The transaction, expected to close in the next few weeks, provides for an upfront payment of $15 million payable by Supernus to the current Biscayne security holders. Additional payments payable by Supernus include $73 million contingent on achieving certain development milestones and up to $95 million contingent upon achieving certain sales milestones. Supernus will pay a low single digit royalty on net sales to Biscayne and any applicable royalties to third parties for the use of in-licensed IP. The maximum combined royalty Supernus will pay to all parties is approximately 12%, depending on the IP covering the marketed product and the applicable tiered sales levels.


The development program which will be referred to as SPN-817 will utilize a novel synthetic form of huperzine A which is a potent acetyl cholinesterase inhibitor with pharmacological activities in CNS conditions such as epilepsy. SPN-817 will have a new chemical entity status (NCE) in the U.S. market, and Supernus expects to have significant IP protecting this product candidate through its own research and development efforts as well as the in-licensed IP.


SPN-817 represents a novel mechanism of action for an anticonvulsant. Development of SPN-817 will initially focus on the drug’s anticonvulsant activity that has been shown in preclinical models for partial seizures and Dravet Syndrome. It increases cortical acetylcholine and readily crosses the blood brain barrier showing an increase in gamma-aminobutyric acid (GABA), a seizure inhibitor, in the cortical region of the brain.
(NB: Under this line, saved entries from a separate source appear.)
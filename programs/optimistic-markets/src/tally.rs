use anchor_lang::prelude::*;

use crate::constants::JURY_SIZE;
use crate::errors::OracleMarketsError;
use crate::state::*;

/// Side of a dispute a juror can back.
#[derive(AnchorSerialize, AnchorDeserialize, Clone, Copy, Debug, PartialEq, Eq)]
pub enum DisputeSide {
    Proposer,
    Disputer,
}

/// Result of counting jury votes.
#[derive(Clone, Copy, Debug, PartialEq, Eq)]
pub struct Tally {
    pub votes_for_proposer: u64,
    pub votes_for_disputer: u64,

    /// Side with the strictly greater count; `None` on a tie.
    pub majority: Option<DisputeSide>,

    /// Outcome the market finalizes to, tie-break applied.
    pub outcome: Outcome,
}

impl Tally {
    pub fn votes_cast(&self) -> u64 {
        self.votes_for_proposer.saturating_add(self.votes_for_disputer)
    }

    /// Jurors who have not voted yet.
    pub fn votes_outstanding(&self) -> u64 {
        (JURY_SIZE as u64).saturating_sub(self.votes_cast())
    }

    pub fn is_tie(&self) -> bool {
        self.majority.is_none()
    }
}

/// Count votes on a disputed resolution.
///
/// The strictly larger side wins and its outcome becomes final. Equal counts
/// fall to `tie_break`. Counts summing above the jury size are rejected.
pub fn tally(resolution: &ResolutionRecord, tie_break: TieBreak) -> Result<Tally> {
    let for_proposer = resolution.votes_for_proposer;
    let for_disputer = resolution.votes_for_disputer;

    let cast = for_proposer
        .checked_add(for_disputer)
        .ok_or(OracleMarketsError::Overflow)?;
    if cast > JURY_SIZE as u64 {
        msg!(
            "Inconsistent tally: {} + {} votes for a jury of {}",
            for_proposer,
            for_disputer,
            JURY_SIZE,
        );
        return err!(OracleMarketsError::InconsistentTally);
    }

    let majority = match for_proposer.cmp(&for_disputer) {
        std::cmp::Ordering::Greater => Some(DisputeSide::Proposer),
        std::cmp::Ordering::Less => Some(DisputeSide::Disputer),
        std::cmp::Ordering::Equal => None,
    };

    let outcome = match (majority, tie_break) {
        (Some(DisputeSide::Proposer), _) | (None, TieBreak::Proposer) => resolution.proposed_outcome,
        (Some(DisputeSide::Disputer), _) | (None, TieBreak::Disputer) => resolution.disputed_outcome,
        (None, TieBreak::Invalid) => Outcome::Invalid,
    };

    Ok(Tally {
        votes_for_proposer: for_proposer,
        votes_for_disputer: for_disputer,
        majority,
        outcome,
    })
}

/// How one juror's vote relates to the tally.
#[derive(Clone, Copy, Debug, PartialEq, Eq)]
pub enum JurorVerdict {
    /// Voted with the majority.
    Majority,
    /// Voted against the majority.
    Minority,
    /// Did not vote. No penalty is computed for this.
    Abstained,
    /// Voted, but counts are tied.
    NoMajority,
}

/// Classify a juror against the tally.
///
/// Individual ballots are not kept by the ledger, so `vote` must be supplied
/// by the caller (e.g. from its own record of what this juror submitted).
pub fn classify_juror(tally: &Tally, vote: Option<DisputeSide>) -> JurorVerdict {
    match (vote, tally.majority) {
        (None, _) => JurorVerdict::Abstained,
        (Some(_), None) => JurorVerdict::NoMajority,
        (Some(side), Some(majority)) if side == majority => JurorVerdict::Majority,
        (Some(_), Some(_)) => JurorVerdict::Minority,
    }
}

/// Map a voted outcome to the side it backs.
pub fn side_for_outcome(resolution: &ResolutionRecord, outcome: Outcome) -> Option<DisputeSide> {
    if outcome == resolution.proposed_outcome {
        Some(DisputeSide::Proposer)
    } else if outcome == resolution.disputed_outcome {
        Some(DisputeSide::Disputer)
    } else {
        None
    }
}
In a predictive preclinical seizure model, huperzine A demonstrated 57 times more potency than levetiracetam, a leading anti-epilepsy drug.


Supernus will focus on completing and optimizing the synthesis process of the drug and the development of a novel dosage form. Given the potency of huperzine A, a novel extended release oral dosage form is critical to the success of this program because initial studies with immediate release formulations of non-synthetic huperzine A have shown dose-limiting serious side effects.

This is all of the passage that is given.